Hoje, para verificar sua eficácia e toxicidade, remédios e fármacos são testados em animais como camundongos, por exemplo. No entanto, a fisiologia animal difere da fisiologia humana. Então, os pesquisadores tiveram a ideia de testar os medicamentos diretamente nos tecidos humanos derivados de células embrionárias. No entanto, a maior dificuldade encontrada pela equipe do IB foi a descendência europeia presente no genoma de 95% das células embrionárias às quais os cientistas tinham acesso, ou seja, esse genoma não representa a diversidade da população brasileira. Os embriões são provenientes de clínicas particulares de inseminação artificial, consequentemente o genoma dessas células torna-se restrito a uma camada específica da sociedade, no caso branca e de descendência europeia. “A nossa hipótese é: esses embriões vem de clínicas privadas de fertilização in vitro, e não é a população brasileira toda que tem acesso a essas clínicas”, apontou uma provável causa da restrição do genoma das células de embriões.

Para solucionar o problema da diversidade, a professora Lygia Veiga Pereira recorreu ao projeto ELSA (Estudo Longitudinal da Saúde do Adulto) do Ministério da Saúde. O programa acompanha a saúde de cerca de 15 mil brasileiros, fazendo, a cada dois anos, exames clínicos e entrevistas a fim de observar a incidência de doenças crônicas. O Hospital Universitário (HU) é um dos centros do ELSA. O grupo do IB fez uma parceria com o projeto ELSA e passou a coletar sangue de participantes do HU.

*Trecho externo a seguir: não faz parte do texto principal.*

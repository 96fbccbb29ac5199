//! Config parser for Uncrustify configuration files.
//!
//! Each physical line is classified into a [`ConfigLine`], then the lines are
//! folded through an immutable [`ParseState`]: comment lines accumulate, blank
//! lines close sections, and directive lines become [`FieldDescriptor`] rows.
//! The parser is total: lines it does not understand pass through as
//! [`ConfigLine::Other`] and never reach the form.

use std::collections::HashSet;
use std::sync::LazyLock;

use regex::Regex;
use tracing::{debug, trace};

use crate::types::{FieldDescriptor, ParsedConfig, Section};
use crate::version::detect_format_version;

/// `# text` at the very start of the line
static COMMENT_LINE: LazyLock<Regex> =
    LazyLock::new(|| Regex::new(r"^#\s*(.*)").expect("Invalid comment regex"));

/// `name = value [# comment]`; quoted values may contain whitespace
static DIRECTIVE_LINE: LazyLock<Regex> = LazyLock::new(|| {
    Regex::new(r#"^([A-Za-z0-9_]+)\s*=\s*("[^"]*"|\S+)(?:\s*#\s*(.*))?"#)
        .expect("Invalid directive regex")
});

// ─────────────────────────────────────────────────────────────────────────────
// Line Classification
// ─────────────────────────────────────────────────────────────────────────────

/// One physical line of a configuration file
#[derive(Debug, Clone, PartialEq, Eq)]
pub enum ConfigLine {
    /// `# text`, with the marker and following whitespace removed
    Comment(String),
    /// An empty line: section boundary
    Blank,
    /// `name = value [# comment]`
    Directive {
        name: String,
        value: String,
        comment: Option<String>,
    },
    /// Single stray character (historically a lone carriage return)
    Insignificant,
    /// Anything else; ignored by the form, kept verbatim by the merger
    Other(String),
}

impl ConfigLine {
    /// Classify a single line (without its line terminator)
    pub fn classify(line: &str) -> Self {
        if line.is_empty() {
            return ConfigLine::Blank;
        }

        if line.chars().count() == 1 {
            return ConfigLine::Insignificant;
        }

        if let Some(caps) = COMMENT_LINE.captures(line) {
            let text = caps.get(1).map_or("", |m| m.as_str());
            return ConfigLine::Comment(text.to_string());
        }

        if let Some(caps) = DIRECTIVE_LINE.captures(line) {
            let comment = caps
                .get(3)
                .map(|m| m.as_str().trim_end().to_string())
                .filter(|c| !c.is_empty());

            return ConfigLine::Directive {
                name: caps[1].to_string(),
                value: caps[2].to_string(),
                comment,
            };
        }

        ConfigLine::Other(line.to_string())
    }
}

/// Split text into lines, dropping one trailing `\r` per line
pub fn normalized_lines(text: &str) -> impl Iterator<Item = &str> {
    text.split('\n').map(|l| l.strip_suffix('\r').unwrap_or(l))
}

// ─────────────────────────────────────────────────────────────────────────────
// Fold State
// ─────────────────────────────────────────────────────────────────────────────

/// Accumulator threaded through the line fold
#[derive(Debug, Clone, Default)]
struct ParseState {
    /// Comment lines seen since the last directive or section boundary
    pending_comment: Vec<String>,

    /// Directive parsed from the current line, not yet placed in a section
    pending_field: Option<FieldDescriptor>,

    /// Closed, non-empty sections
    sections: Vec<Section>,

    /// Section receiving new rows
    current: Section,

    /// Directive names already placed, to keep names unique
    seen: HashSet<String>,
}

impl ParseState {
    fn step(self, line: ConfigLine) -> Self {
        match line {
            ConfigLine::Insignificant | ConfigLine::Other(_) => self,
            ConfigLine::Blank => self.close_section(),
            ConfigLine::Comment(text) => self.push_comment(text),
            ConfigLine::Directive {
                name,
                value,
                comment,
            } => self.with_directive(name, value, comment).flush_pending(),
        }
    }

    fn push_comment(self, text: String) -> Self {
        let mut pending_comment = self.pending_comment;
        pending_comment.push(text);
        Self {
            pending_comment,
            ..self
        }
    }

    /// Blank line: a pending comment block becomes the next section title
    fn close_section(self) -> Self {
        if self.pending_comment.is_empty() || self.pending_field.is_some() {
            return self;
        }

        let title = self.pending_comment.join("\n");
        let mut sections = self.sections;
        if self.current.is_empty() {
            if let Some(dropped) = &self.current.title {
                trace!("dropping empty section {:?}", dropped);
            }
        } else {
            sections.push(self.current);
        }

        Self {
            pending_comment: Vec::new(),
            sections,
            current: Section::titled(title),
            ..self
        }
    }

    fn with_directive(self, name: String, value: String, comment: Option<String>) -> Self {
        let help_text = self.pending_comment.join("\n");
        Self {
            pending_field: Some(FieldDescriptor::new(name, value, comment, help_text)),
            ..self
        }
    }

    /// Move the pending directive into the current section as one row
    fn flush_pending(mut self) -> Self {
        let Some(field) = self.pending_field.take() else {
            return self;
        };

        let mut seen = self.seen;
        let mut current = self.current;
        if seen.insert(field.name.clone()) {
            current.fields.push(field);
        } else {
            debug!("ignoring duplicate directive {}", field.name);
        }

        Self {
            pending_comment: Vec::new(),
            pending_field: None,
            current,
            seen,
            ..self
        }
    }

    fn finish(self) -> Vec<Section> {
        let state = self.flush_pending();
        let mut sections = state.sections;
        if !state.current.is_empty() {
            sections.push(state.current);
        }
        sections
    }
}

// ─────────────────────────────────────────────────────────────────────────────
// Entry Point
// ─────────────────────────────────────────────────────────────────────────────

/// Parse configuration text into titled sections of typed fields
///
/// Never fails; malformed lines are skipped. The version status is left
/// `Unknown` until [`ParsedConfig::with_installed_version`] is called.
pub fn parse(text: &str) -> ParsedConfig {
    debug!("parsing config ({} bytes)", text.len());

    let sections = normalized_lines(text)
        .map(ConfigLine::classify)
        .fold(ParseState::default(), ParseState::step)
        .finish();

    let config = ParsedConfig {
        sections,
        format_version: detect_format_version(text),
        ..Default::default()
    };

    debug!(
        "parsed {} sections, {} fields, format version {:?}",
        config.sections.len(),
        config.field_count(),
        config.format_version
    );

    config
}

Através do procedimento iPS, a professora Lydia e sua equipe conseguiram reprogramar as células saguíneas, induzindo essas células adultas a regredirem ao estado de embrionárias para se tornar células-tronco pluripotentes. “Então, a partir dessas células-tronco pluripotentes induzidas, a gente também consegue fazer células do fígado, neurônio, coração”, esclareceu. O grupo coletou o sangue de cerca de dois mil pacientes do ELSA e já reprogramou as células de quase 30 deles.

Os cientistas escolheram aleatoriamente 18 amostragens de células-tronco pluripotentes induzidas para analisar o genoma e notaram que elas possuem uma mistura do genoma índio, europeu e africano correspondendo mais fielmente à realidade da miscigenação brasileira. “Agora a gente pode fazer essa biblioteca de células que representem a população  brasileira. Para testes in vitro de toxicidade ou validade de drogas, temos a população brasileira para testar”, ressaltou Lygia.

É a primeira vez que esse tipo de estudo e procedimento é realizado no Brasil e visando construir uma biblioteca de células-tronco com as características da miscigenação do genoma da população nosso país. Além de incluir a genética em pesquisas do mundo todo, o estudo ainda estimula que outros grupos estudem o DNA do nosso país. “Disponibilizar células com a nossa genética e origem vai fazer com que mais pessoas estudem essa nossa população e talvez descubram combinações genéticas particulares dos que têm um impacto na nossa saúde”, concluiu a professora Lygia.